■ What you should do
Your answer should consist of the lines holding "enum", copied from the material below.

◆ ◆ ◆ ◆ ◆

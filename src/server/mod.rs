//! Server module
//!
//! Owns the listening socket and the accept loop. Shutdown is driven from
//! the outside through a [`ShutdownHandle`].

pub mod connection;
pub mod listener;
#[path = "loop.rs"]
pub mod server_loop;
pub mod signal;

use std::io;
use std::net::SocketAddr;
use std::sync::Arc;

use tokio::net::TcpListener;

pub use listener::create_listener;
pub use signal::{shutdown_signal, ShutdownHandle};

use crate::config::{PerformanceConfig, ServerConfig};
use crate::error::StartupError;
use crate::handler::RequestHandler;
use signal::ShutdownSignals;

/// A bound, not yet serving, static asset server
pub struct Server {
    listener: TcpListener,
    handler: Arc<RequestHandler>,
    performance: PerformanceConfig,
    handle: ShutdownHandle,
    signals: ShutdownSignals,
}

impl Server {
    /// Bind the configured address.
    ///
    /// A bind failure is returned as [`StartupError::Bind`]; callers should
    /// treat it as fatal. Must be called from within a Tokio runtime.
    pub fn bind(handler: RequestHandler, performance: PerformanceConfig) -> Result<Self, StartupError> {
        let addr = handler.config().socket_addr()?;
        let listener = create_listener(addr)?;
        let (handle, signals) = ShutdownHandle::new();

        Ok(Self {
            listener,
            handler: Arc::new(handler),
            performance,
            handle,
            signals,
        })
    }

    /// Address actually bound; differs from the configured one for port 0
    pub fn local_addr(&self) -> io::Result<SocketAddr> {
        self.listener.local_addr()
    }

    pub fn config(&self) -> &ServerConfig {
        self.handler.config()
    }

    pub fn shutdown_handle(&self) -> ShutdownHandle {
        self.handle.clone()
    }

    /// Serve until shutdown is requested and every in-flight request is done
    pub async fn serve(self) {
        let Self {
            listener,
            handler,
            performance,
            handle,
            signals,
        } = self;
        // Keeps the request channel open for the whole run
        let _handle = handle;

        server_loop::run_accept_loop(listener, handler, performance, signals.requested).await;
        signals.stopped.send_replace(true);
    }
}
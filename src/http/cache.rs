//! HTTP cache control module
//!
//! Maps a file extension to an asset class and each class to its
//! `Cache-Control` policy. Both mappings are static tables: adding an
//! extension or changing a directive means editing one line here.

use hyper::header::{HeaderName, HeaderValue, CACHE_CONTROL, EXPIRES, PRAGMA};

/// Asset class a file extension belongs to
#[derive(Debug, Clone, Copy, PartialEq, Eq)]
pub enum AssetClass {
    Style,
    Script,
    Image,
    Markup,
    Default,
}

/// Extension (lower-case, no dot) to class
const EXTENSION_CLASSES: &[(&str, AssetClass)] = &[
    ("css", AssetClass::Style),
    ("js", AssetClass::Script),
    ("png", AssetClass::Image),
    ("jpg", AssetClass::Image),
    ("jpeg", AssetClass::Image),
    ("gif", AssetClass::Image),
    ("html", AssetClass::Markup),
];

impl AssetClass {
    /// Classify an extension, case-insensitively
    ///
    /// # Examples
    /// ```
    /// use asset_server::http::cache::AssetClass;
    /// assert_eq!(AssetClass::from_extension(Some("PNG")), AssetClass::Image);
    /// assert_eq!(AssetClass::from_extension(Some("txt")), AssetClass::Default);
    /// assert_eq!(AssetClass::from_extension(None), AssetClass::Default);
    /// ```
    pub fn from_extension(extension: Option<&str>) -> Self {
        let Some(ext) = extension else {
            return Self::Default;
        };
        EXTENSION_CLASSES
            .iter()
            .find(|(candidate, _)| candidate.eq_ignore_ascii_case(ext))
            .map_or(Self::Default, |(_, class)| *class)
    }

    pub const fn policy(self) -> CachePolicy {
        match self {
            Self::Style | Self::Script | Self::Default => CachePolicy::Public(3600),
            Self::Image => CachePolicy::Public(86_400),
            Self::Markup => CachePolicy::NoStore,
        }
    }
}

/// Cache control policy
#[derive(Debug, Clone, Copy, PartialEq, Eq)]
pub enum CachePolicy {
    /// Public cache with specified max-age (seconds)
    Public(u32),
    /// Never cache, revalidate every time
    NoStore,
}

impl CachePolicy {
    /// Convert to Cache-Control header value
    pub fn to_header_value(self) -> String {
        match self {
            Self::Public(max_age) => format!("public, max-age={max_age}"),
            Self::NoStore => "no-cache, no-store, must-revalidate".to_string(),
        }
    }

    /// All headers this policy contributes, in emission order
    ///
    /// `NoStore` also carries the HTTP/1.0 `Pragma` and `Expires` equivalents.
    pub fn headers(self) -> Vec<(HeaderName, HeaderValue)> {
        let cache_control = HeaderValue::from_str(&self.to_header_value())
            .unwrap_or_else(|_| HeaderValue::from_static("no-cache"));
        let mut headers = vec![(CACHE_CONTROL, cache_control)];
        if self == Self::NoStore {
            headers.push((PRAGMA, HeaderValue::from_static("no-cache")));
            headers.push((EXPIRES, HeaderValue::from_static("0")));
        }
        headers
    }
}

impl Default for CachePolicy {
    fn default() -> Self {
        Self::Public(3600) // 1 hour
    }
}
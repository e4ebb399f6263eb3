//! Logger module
//!
//! Provides logging utilities for the HTTP server including:
//! - Subscriber setup (`tracing-subscriber` with an env filter)
//! - Server lifecycle logging
//! - Access logging with multiple formats through [`AccessLogSink`]
//! - Error and warning logging

mod format;

pub use format::{AccessLogEntry, LogFormat};

use std::net::SocketAddr;
use std::path::Path;

use tracing::{debug, error, info, warn};
use tracing_subscriber::EnvFilter;

use crate::config::LoggingConfig;

/// Tracing target used for access log lines
pub const ACCESS_TARGET: &str = "access";

/// Install the global subscriber
///
/// `RUST_LOG` wins over the configured level. Should be called once at
/// application startup; a second call is reported as an error.
pub fn init(config: &LoggingConfig) -> Result<(), Box<dyn std::error::Error + Send + Sync>> {
    let filter = EnvFilter::try_from_default_env()
        .or_else(|_| EnvFilter::try_new(&config.level))
        .unwrap_or_else(|_| EnvFilter::new("info"));

    tracing_subscriber::fmt()
        .with_env_filter(filter)
        .with_target(true)
        .compact()
        .try_init()
}

/// Receives one record per completed request
///
/// Implementations must not fail the request: anything that goes wrong
/// while recording stays inside the sink.
pub trait AccessLogSink: Send + Sync {
    fn record(&self, entry: &AccessLogEntry);
}

/// Access log written through `tracing` on the [`ACCESS_TARGET`] target
#[derive(Debug, Clone)]
pub struct TracingAccessLog {
    format: LogFormat,
}

impl TracingAccessLog {
    /// `format` is `common`, `combined`, `json`, or a `$variable` template
    pub fn new(format: &str) -> Self {
        Self {
            format: LogFormat::parse(format),
        }
    }
}

impl AccessLogSink for TracingAccessLog {
    fn record(&self, entry: &AccessLogEntry) {
        info!(target: ACCESS_TARGET, "{}", entry.format(&self.format));
    }
}

pub fn log_server_start(addr: &SocketAddr, root: &Path) {
    info!("======================================");
    info!("Static asset server started");
    info!("Listening on: http://{addr}");
    info!("Serving directory: {}", root.display());
    info!("Press Ctrl+C to stop the server");
    info!("======================================");
}

pub fn log_connection_accepted(peer_addr: &SocketAddr) {
    debug!("[Connection] Accepted from: {peer_addr}");
}

pub fn log_connection_error(peer_addr: &SocketAddr, err: &hyper::Error) {
    error!("[Connection] Failed to serve {peer_addr}: {err}");
}

pub fn log_client_disconnect(peer_addr: &SocketAddr, err: &hyper::Error) {
    debug!("[Connection] Client {peer_addr} went away: {err}");
}

pub fn log_path_escape(raw_path: &str) {
    warn!("Path traversal attempt blocked: {raw_path}");
}

pub fn log_read_error(path: &Path, err: &std::io::Error) {
    error!("Failed to read '{}': {err}", path.display());
}

pub fn log_shutdown_requested() {
    info!("[Shutdown] Stopped accepting connections, draining in-flight requests");
}

pub fn log_shutdown_complete() {
    info!("[Shutdown] All connections closed, server stopped");
}

pub fn log_error(message: &str) {
    error!("{message}");
}

pub fn log_warning(message: &str) {
    warn!("{message}");
}

#[cfg(test)]
mod tests {
    use super::*;
    use std::sync::Mutex;

    struct Collect(Mutex<Vec<String>>);

    impl AccessLogSink for Collect {
        fn record(&self, entry: &AccessLogEntry) {
            if let Ok(mut lines) = self.0.lock() {
                lines.push(entry.format(&LogFormat::Common));
            }
        }
    }

    #[test]
    fn test_sink_is_object_safe() {
        let sink: Box<dyn AccessLogSink> = Box::new(Collect(Mutex::new(Vec::new())));
        let entry = AccessLogEntry::new(
            "127.0.0.1:4000".parse().unwrap(),
            "GET".to_string(),
            "/".to_string(),
        );
        sink.record(&entry);
        TracingAccessLog::new("json").record(&entry);
    }
}
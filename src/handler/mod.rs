//! Request handler module
//!
//! Turns one request into one response: method check, path resolution,
//! header selection, body, access log record.

pub mod context;
pub mod request;

// Re-export main entry point
pub use context::{Outcome, RequestContext};
pub use request::RequestHandler;
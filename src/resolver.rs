//! Request path resolution
//!
//! Maps the raw path of a request onto a file below the served root.
//! [`normalize`] is pure and does the traversal guarding; [`ResourceResolver`]
//! adds the filesystem lookups (index files, symlink checks, readability).

use std::io;
use std::path::{Path, PathBuf};

use tokio::fs;

/// Index file served for directory requests
pub const INDEX_FILE: &str = "index.html";

/// Why a raw path could not be turned into segments
#[derive(Debug, Clone, Copy, PartialEq, Eq)]
pub enum NormalizeError {
    /// A `..` segment would walk above the root
    Escape,
    /// A segment contains a byte no file name can hold
    Invalid,
}

/// A file that exists below the root and can be opened
#[derive(Debug, Clone, PartialEq, Eq)]
pub struct ResolvedFile {
    pub path: PathBuf,
    pub size: u64,
    /// Lower-cased extension, if any
    pub extension: Option<String>,
}

/// Outcome of resolving one request path
#[derive(Debug)]
pub enum Resolution {
    Found(ResolvedFile),
    NotFound,
    Forbidden,
    /// Filesystem failure other than "not found"
    ServerError(io::Error),
}

/// Remove the query string and fragment from a raw request target
pub fn strip_query(raw_path: &str) -> &str {
    raw_path
        .split_once(|c| c == '?' || c == '#')
        .map_or(raw_path, |(path, _)| path)
}

/// Lower-cased extension of the last segment of a request path
///
/// Used to pick a cache class when nothing was resolved.
pub fn nominal_extension(raw_path: &str) -> Option<String> {
    let path = strip_query(raw_path);
    let last = path.rsplit('/').next().unwrap_or(path);
    extension_of(Path::new(last))
}

/// Split, decode and collapse a request path into root-relative segments
///
/// # Examples
/// ```
/// use asset_server::resolver::{normalize, NormalizeError};
///
/// assert_eq!(normalize("/a/./b/../c.css?v=1").unwrap(), vec!["a", "c.css"]);
/// assert_eq!(normalize("/%2e%2e/etc/passwd"), Err(NormalizeError::Escape));
/// ```
pub fn normalize(raw_path: &str) -> Result<Vec<String>, NormalizeError> {
    let mut segments: Vec<String> = Vec::new();

    for raw_segment in strip_query(raw_path).split('/') {
        let decoded = percent_decode(raw_segment)?;
        // An encoded slash separates segments just like a literal one
        for segment in decoded.split('/') {
            match segment {
                "" | "." => {}
                ".." => {
                    if segments.pop().is_none() {
                        return Err(NormalizeError::Escape);
                    }
                }
                s if s.contains('\0') => return Err(NormalizeError::Invalid),
                s => segments.push(s.to_string()),
            }
        }
    }

    Ok(segments)
}

/// Decode `%XX` escapes; malformed escapes are kept as-is
///
/// Escapes that decode to invalid UTF-8 name no file we could serve.
fn percent_decode(input: &str) -> Result<String, NormalizeError> {
    let bytes = input.as_bytes();
    if !bytes.contains(&b'%') {
        return Ok(input.to_string());
    }

    let mut out = Vec::with_capacity(bytes.len());
    let mut i = 0;
    while i < bytes.len() {
        if bytes[i] == b'%' && i + 2 < bytes.len() {
            if let (Some(hi), Some(lo)) = (hex_value(bytes[i + 1]), hex_value(bytes[i + 2])) {
                out.push((hi << 4) | lo);
                i += 3;
                continue;
            }
        }
        out.push(bytes[i]);
        i += 1;
    }

    String::from_utf8(out).map_err(|_| NormalizeError::Invalid)
}

const fn hex_value(b: u8) -> Option<u8> {
    match b {
        b'0'..=b'9' => Some(b - b'0'),
        b'a'..=b'f' => Some(b - b'a' + 10),
        b'A'..=b'F' => Some(b - b'A' + 10),
        _ => None,
    }
}

fn extension_of(path: &Path) -> Option<String> {
    path.extension()
        .and_then(|e| e.to_str())
        .map(str::to_ascii_lowercase)
}

/// Lookup failures that only mean "no such resource" for a client
fn is_not_found(err: &io::Error) -> bool {
    matches!(
        err.kind(),
        io::ErrorKind::NotFound
            // a path walking through a regular file
            | io::ErrorKind::NotADirectory
            // a segment longer than the filesystem allows
            | io::ErrorKind::InvalidFilename
    )
}

/// Resolves request paths against a fixed root directory
#[derive(Debug, Clone)]
pub struct ResourceResolver {
    root: PathBuf,
}

impl ResourceResolver {
    /// `root` must already be canonical; `ServerConfig` guarantees it
    pub fn new(root: impl Into<PathBuf>) -> Self {
        Self { root: root.into() }
    }

    pub fn root(&self) -> &Path {
        &self.root
    }

    /// Resolve a raw request path to a servable file
    pub async fn resolve(&self, raw_path: &str) -> Resolution {
        let segments = match normalize(raw_path) {
            Ok(segments) => segments,
            Err(NormalizeError::Escape) => return Resolution::Forbidden,
            Err(NormalizeError::Invalid) => return Resolution::NotFound,
        };

        let mut target = self.root.clone();
        target.extend(&segments);

        match self.locate(target).await {
            Ok(resolution) => resolution,
            Err(e) if is_not_found(&e) => Resolution::NotFound,
            Err(e) => Resolution::ServerError(e),
        }
    }

    async fn locate(&self, mut target: PathBuf) -> io::Result<Resolution> {
        let mut metadata = fs::metadata(&target).await?;
        if metadata.is_dir() {
            target.push(INDEX_FILE);
            metadata = fs::metadata(&target).await?;
        }
        if !metadata.is_file() {
            return Ok(Resolution::NotFound);
        }

        // Symlinks below the root may still point outside of it
        let canonical = fs::canonicalize(&target).await?;
        if !canonical.starts_with(&self.root) {
            return Ok(Resolution::Forbidden);
        }

        // Opening proves readability; the handler reopens to stream
        drop(fs::File::open(&canonical).await?);

        Ok(Resolution::Found(ResolvedFile {
            extension: extension_of(&canonical),
            size: metadata.len(),
            path: canonical,
        }))
    }
}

◆ ◆ ◆ ◆ ◆

■ Written solution
pub enum AssetClass {
pub enum CachePolicy {
pub enum NormalizeError {
pub enum Resolution {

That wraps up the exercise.